Why Humans Walk on Two Legs

Research highlights our evolutionary ancestors’ unique pelvis.

Evolutionary progression from primates to humans in a colorful illustration.

Illustration by Nathan Hackett

Around eight million years ago, some of our ancestors began the long evolutionary journey from walking on all fours to walking on two legs. Becoming bipedal set humans on a unique evolutionary path and paved the way for all that came after: sophisticated tools, larger brains, a better diet, and eventually farming, writing, and the myriad other innovations that have helped us dominate the planet. The shift to walking upright was made possible by the remodeling of the pelvis, which enabled our ancestors to stand and move in radically different ways.

The broad outlines of this transformation have been known for decades: the human pelvis forms a basin (this is what “pelvis” means in Latin), allowing for our vertical orientation in space. But surprisingly, the details of this transformation have remained mysterious. Until now. Terence Capellini, a professor in the department of human evolutionary biology, has spent the past several years analyzing human pelvic evolution. This summer, he and postdoctoral fellow Gayani Senevirathne published a paper in Nature pinpointing key genetic and structural changes. “We’ve known that the human pelvis is unique, but how and why it develops that way has been a longstanding question,” Senevirathne says. “This study shows that the human pelvis grows and forms bone very differently from all other primates.”

Using MRI scans to analyze 128 samples of embryonic tissues from humans and more than 20 other primate species—many of them painstakingly tracked down at museums and research institutions around the world—the scientists made two main discoveries.
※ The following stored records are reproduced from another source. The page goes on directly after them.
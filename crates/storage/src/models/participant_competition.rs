use chrono::{DateTime, Utc};
use serde::{Deserialize, Serialize};
use sqlx::FromRow;
use utoipa::ToSchema;
use uuid::Uuid;

/// One enrolment of a participant in one competition
#[derive(Debug, Clone, PartialEq, Serialize, Deserialize, FromRow, ToSchema)]
pub struct ParticipantCompetition {
    pub id: Uuid,
    pub participant_id: Uuid,
    pub competition_id: Uuid,
    pub participant_name: String,
    pub participant_age: Option<i32>,
    pub additional_participant_name: Option<String>,
    pub additional_participant_age: Option<i32>,
    pub group_members: Option<String>,
    pub created_at: DateTime<Utc>,
}

#[derive(Debug, Clone, PartialEq, Serialize)]
pub struct NewParticipantCompetition {
    pub id: Uuid,
    pub participant_id: Uuid,
    pub competition_id: Uuid,
    pub participant_name: String,
    pub participant_age: Option<i32>,
    pub additional_participant_name: Option<String>,
    pub additional_participant_age: Option<i32>,
    pub group_members: Option<String>,
}
use axum::{
    Json,
    extract::{Query, State},
};
use storage::{
    catalog::CatalogReport,
    dto::competition::{CompetitionQuery, CompetitionRoster, CompetitionStats},
    models::Competition,
};

use crate::error::WebResult;
use crate::state::AppState;

use super::services;

#[utoipa::path(
    get,
    path = "/api/competitions",
    params(CompetitionQuery),
    responses(
        (status = 200, description = "Competition catalog ordered by category and name", body = Vec<Competition>),
        (status = 400, description = "Unknown category"),
        (status = 502, description = "Backend read failed")
    ),
    tag = "competitions"
)]
pub async fn list_competitions(
    State(state): State<AppState>,
    Query(query): Query<CompetitionQuery>,
) -> WebResult<Json<Vec<Competition>>> {
    let competitions = services::list_competitions(state.backend(), query.category).await?;

    Ok(Json(competitions))
}

#[utoipa::path(
    get,
    path = "/api/competitions/stats",
    responses(
        (status = 200, description = "Distinct competitions entered per category", body = CompetitionStats)
    ),
    tag = "competitions"
)]
pub async fn get_competition_stats(State(state): State<AppState>) -> Json<CompetitionStats> {
    Json(services::get_competition_stats(state.backend()).await)
}

#[utoipa::path(
    get,
    path = "/api/competitions/roster",
    responses(
        (status = 200, description = "Entrants grouped by competition", body = CompetitionRoster),
        (status = 502, description = "Backend read failed")
    ),
    tag = "competitions"
)]
pub async fn get_competition_roster(
    State(state): State<AppState>,
) -> WebResult<Json<CompetitionRoster>> {
    let roster = services::get_competition_roster(state.backend()).await?;

    Ok(Json(roster))
}

#[utoipa::path(
    get,
    path = "/api/competitions/reconciliation",
    responses(
        (status = 200, description = "Differences between the stored catalog and the key table", body = CatalogReport),
        (status = 502, description = "Backend read failed")
    ),
    tag = "competitions"
)]
pub async fn reconcile_catalog(State(state): State<AppState>) -> WebResult<Json<CatalogReport>> {
    let report = services::reconcile_catalog(state.backend()).await?;

    Ok(Json(report))
}
use crate::backend::Backend;
use crate::catalog::{self, CatalogReport};
use crate::dto::competition::{CompetitionRoster, RosterCompetition, RosterEntry};
use crate::dto::participant::ParticipantView;
use crate::error::{Result, StorageError};
use crate::models::{Category, Competition};

use super::projection::get_participants_with_competitions;

/// List the catalog ordered by category then name, optionally for one category
pub async fn list_competitions(
    backend: &dyn Backend,
    category: Option<Category>,
) -> Result<Vec<Competition>> {
    let mut competitions = backend
        .list_competitions()
        .await
        .map_err(StorageError::Read)?;

    if let Some(category) = category {
        competitions.retain(|c| c.category == category);
    }
    competitions.sort_by(|a, b| {
        a.category
            .as_str()
            .cmp(b.category.as_str())
            .then_with(|| a.name.cmp(&b.name))
    });

    Ok(competitions)
}

/// Names shown for an entrant of a category
fn entrant_names(view: &ParticipantView, category: Category) -> Vec<String> {
    match category {
        Category::Child => [&view.child_participant1_name, &view.child_participant2_name]
            .into_iter()
            .filter(|name| !name.is_empty())
            .cloned()
            .collect(),
        Category::AdultIndividual => [&view.adult_participant1_name, &view.adult_participant2_name]
            .into_iter()
            .filter(|name| !name.is_empty())
            .cloned()
            .collect(),
        Category::AdultGroup => view
            .group_members
            .lines()
            .map(str::trim)
            .filter(|member| !member.is_empty())
            .map(String::from)
            .collect(),
    }
}

/// Groups projected views per competition, in order of first appearance
pub fn build_roster(views: &[ParticipantView]) -> CompetitionRoster {
    let mut roster = CompetitionRoster::default();

    for view in views {
        for category in Category::ALL {
            for key in view.competitions(category) {
                let competitions = roster.category_mut(category);
                let position = match competitions.iter().position(|c| &c.key == key) {
                    Some(position) => position,
                    None => {
                        competitions.push(RosterCompetition {
                            key: key.clone(),
                            name: catalog::name_for_key(key).unwrap_or(key.as_str()).to_string(),
                            entrants: Vec::new(),
                        });
                        competitions.len() - 1
                    }
                };

                competitions[position].entrants.push(RosterEntry {
                    participant_id: view.id,
                    block: view.block.clone(),
                    house_number: view.house_number.clone(),
                    names: entrant_names(view, category),
                });
            }
        }
    }

    roster
}

pub async fn get_competition_roster(backend: &dyn Backend) -> Result<CompetitionRoster> {
    let views = get_participants_with_competitions(backend).await?;
    Ok(build_roster(&views))
}

/// Compare the stored catalog against the key table
pub async fn reconcile_catalog(backend: &dyn Backend) -> Result<CatalogReport> {
    let competitions = backend
        .list_competitions()
        .await
        .map_err(StorageError::Read)?;
    let report = catalog::reconcile(&competitions);

    if !report.is_consistent() {
        tracing::warn!(
            unmapped = report.unmapped_competitions.len(),
            missing = report.missing_competitions.len(),
            slug_mismatches = report.slug_mismatches.len(),
            "Competition catalog drifted from the key table"
        );
    }

    Ok(report)
}

#[cfg(test)]
mod tests {
    use chrono::Utc;
    use uuid::Uuid;

    use super::*;
    use crate::models::Participant;

    fn view(block: &str) -> ParticipantView {
        let now = Utc::now();
        ParticipantView::from(&Participant {
            id: Uuid::new_v4(),
            block: block.to_string(),
            house_number: "1".to_string(),
            registration_date: now,
            created_at: now,
        })
    }

    #[test]
    fn test_roster_groups_entrants_per_competition() {
        let mut first = view("A");
        first.add_competition(Category::Child, "lomba-bendera");
        first.child_participant1_name = "Budi".to_string();
        first.child_participant2_name = "Sari".to_string();

        let mut second = view("B");
        second.add_competition(Category::Child, "lomba-kelereng");
        second.add_competition(Category::Child, "lomba-bendera");
        second.child_participant1_name = "Dewi".to_string();

        let roster = build_roster(&[first.clone(), second.clone()]);

        let child = roster.category(Category::Child);
        assert_eq!(child.len(), 2);
        assert_eq!(child[0].key, "lomba-bendera");
        assert_eq!(child[0].name, "Lomba Bendera");
        assert_eq!(child[0].entrants.len(), 2);
        assert_eq!(child[0].entrants[0].names, vec!["Budi", "Sari"]);
        assert_eq!(child[0].entrants[1].participant_id, second.id);
        assert_eq!(child[1].key, "lomba-kelereng");
        assert_eq!(child[1].entrants[0].names, vec!["Dewi"]);
        assert!(roster.adult_group.is_empty());
    }

    #[test]
    fn test_roster_splits_group_members() {
        let mut group = view("C");
        group.add_competition(Category::AdultGroup, "lomba-joget-balon");
        group.group_members = "Ani\n\n  Budi \nCiko\n".to_string();

        let roster = build_roster(&[group]);

        assert_eq!(
            roster.adult_group[0].entrants[0].names,
            vec!["Ani", "Budi", "Ciko"]
        );
    }
}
One is that, as the human pelvis develops, it grows perpendicularly, which sets it apart from other primates. “It just grows in a completely different direction,” Capellini says. “When we saw that, we were really surprised. That was new.”

Another key change: instead of hardening after eight or 10 weeks of gestation, as most other large bones do, the human pelvis stays in cartilage form for another four months—which the researchers suspect allows it to form its unique shape. They also pinpointed more than 300 genes that play a role in these processes, including a gene known as SOX9, which is crucial to the cartilage growth process, and another gene, RUNX2, which is critical in bone ossification.
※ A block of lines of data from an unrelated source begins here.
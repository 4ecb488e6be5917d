pub mod competitions;
pub mod projection;
pub mod registration;
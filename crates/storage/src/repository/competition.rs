use sqlx::PgPool;

use crate::error::BackendResult;
use crate::models::Competition;

/// Repository for Competition database operations
pub struct CompetitionRepository<'a> {
    pool: &'a PgPool,
}

impl<'a> CompetitionRepository<'a> {
    /// Create a new CompetitionRepository
    pub fn new(pool: &'a PgPool) -> Self {
        Self { pool }
    }

    /// List all competitions
    pub async fn list(&self) -> BackendResult<Vec<Competition>> {
        let competitions = sqlx::query_as::<_, Competition>(
            r#"
            SELECT id, name, category, description, max_participants, created_at
            FROM competitions
            ORDER BY category ASC, name ASC
            "#,
        )
        .fetch_all(self.pool)
        .await?;

        Ok(competitions)
    }
}
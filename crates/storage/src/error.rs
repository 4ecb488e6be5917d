use thiserror::Error;
use validator::ValidationErrors;

/// Failure reported by a backend implementation, never classified further by callers
#[derive(Debug, Error)]
pub enum BackendError {
    #[error("Database error: {0}")]
    Database(#[from] sqlx::Error),

    #[error("HTTP request failed: {0}")]
    Http(#[from] reqwest::Error),

    #[error("Backend responded with status {status}: {body}")]
    Status { status: u16, body: String },

    #[error("Unexpected backend response: {0}")]
    UnexpectedResponse(String),

    #[error("Backend unavailable: {0}")]
    Unavailable(String),
}

#[derive(Debug, Error)]
pub enum StorageError {
    #[error("Read error: {0}")]
    Read(#[source] BackendError),

    #[error("Write error: {0}")]
    Write(#[source] BackendError),

    #[error("Validation error: {0}")]
    Validation(#[from] ValidationErrors),

    #[error("Migration error: {0}")]
    Migration(#[from] sqlx::migrate::MigrateError),

    #[error("Configuration error: {0}")]
    Configuration(String),
}

pub type Result<T> = std::result::Result<T, StorageError>;
pub type BackendResult<T> = std::result::Result<T, BackendError>;

impl StorageError {
    pub fn is_read(&self) -> bool {
        matches!(self, StorageError::Read(_))
    }

    pub fn is_write(&self) -> bool {
        matches!(self, StorageError::Write(_))
    }
}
Capellini and others theorize that the need to walk upright likely arose in response to climate change. When Africa began to cool about eight million years ago, tropical forests shrank, thus reducing the terrain available to our tree-climbing ancestors. Certain primates, such as chimpanzees and gorillas, were better suited to this landscape because they were better climbers, which provided them with an ecological advantage in the remaining forests. But our proto-human ancestors had to find a new niche in order to survive. One solution was to become better at traversing the grasslands and savannahs that replaced some forests.

In Capellini’s view, this is where bipedalism comes in. When traveling over distance, it is much more efficient to walk on two legs. Being upright may have offered other advantages, too: it is easier to see across the broad flat savannahs, and easier to spot prey or predators. And because standing exposes the body to less sunlight than being on all fours, the new posture probably helped our ancestors stay cool.

As often happens with evolution, one change—the transformed pelvis—opened the way for others. The rotated pelvis widened the birth canal, which eventually allowed for the delivery of babies with bigger brains. Standing on two legs also freed up our hands, which led to increased dexterity and the development of more effective tools. These changes created a positive feedback loop, in which each trait or skill continually propelled the others forward.

Capellini emphasizes that this process was not preordained. He notes that around the time primates began walking upright, there were more than half a dozen different bipedal species of early hominins (human ancestors and their extinct cousins) in Africa. Each of these creatures developed its own evolutionary strategy, not all of which relied on sophisticated thinking and complex tools. One species from that time, Paranthropus, came to specialize in digging up and eating tubers. They didn’t develop especially large brains; they’d found another strategy to survive. “There’s no agency to evolution, no intention,” Capellini says. “It created a bunch of forms, and accidentally, one of those forms eventually became us.”

Capellini first became intrigued with biology as a kid, after a string of mishaps affecting different parts of his own body. When he was five, his brother accidentally slammed the tip of Capellini’s finger in a door, chopping it off (it eventually grew back). When he was eight, he got hit with a baseball and broke his eye socket; in high school, he blew out his knee playing ice hockey. All of these injuries had an effect: “It got me interested in anatomy,” Capellini says, “and how our bodies are formed.”

For their next project, Capellini and Senevirathne are focusing on the human birth canal and how its evolution affected brain size. Just as with the pelvis, the details of this story remain for the most part unknown. “It’s amazing how little we know about human evolutionary development,” Capellini says. “We know more about how a mouse forms than how a human forms.”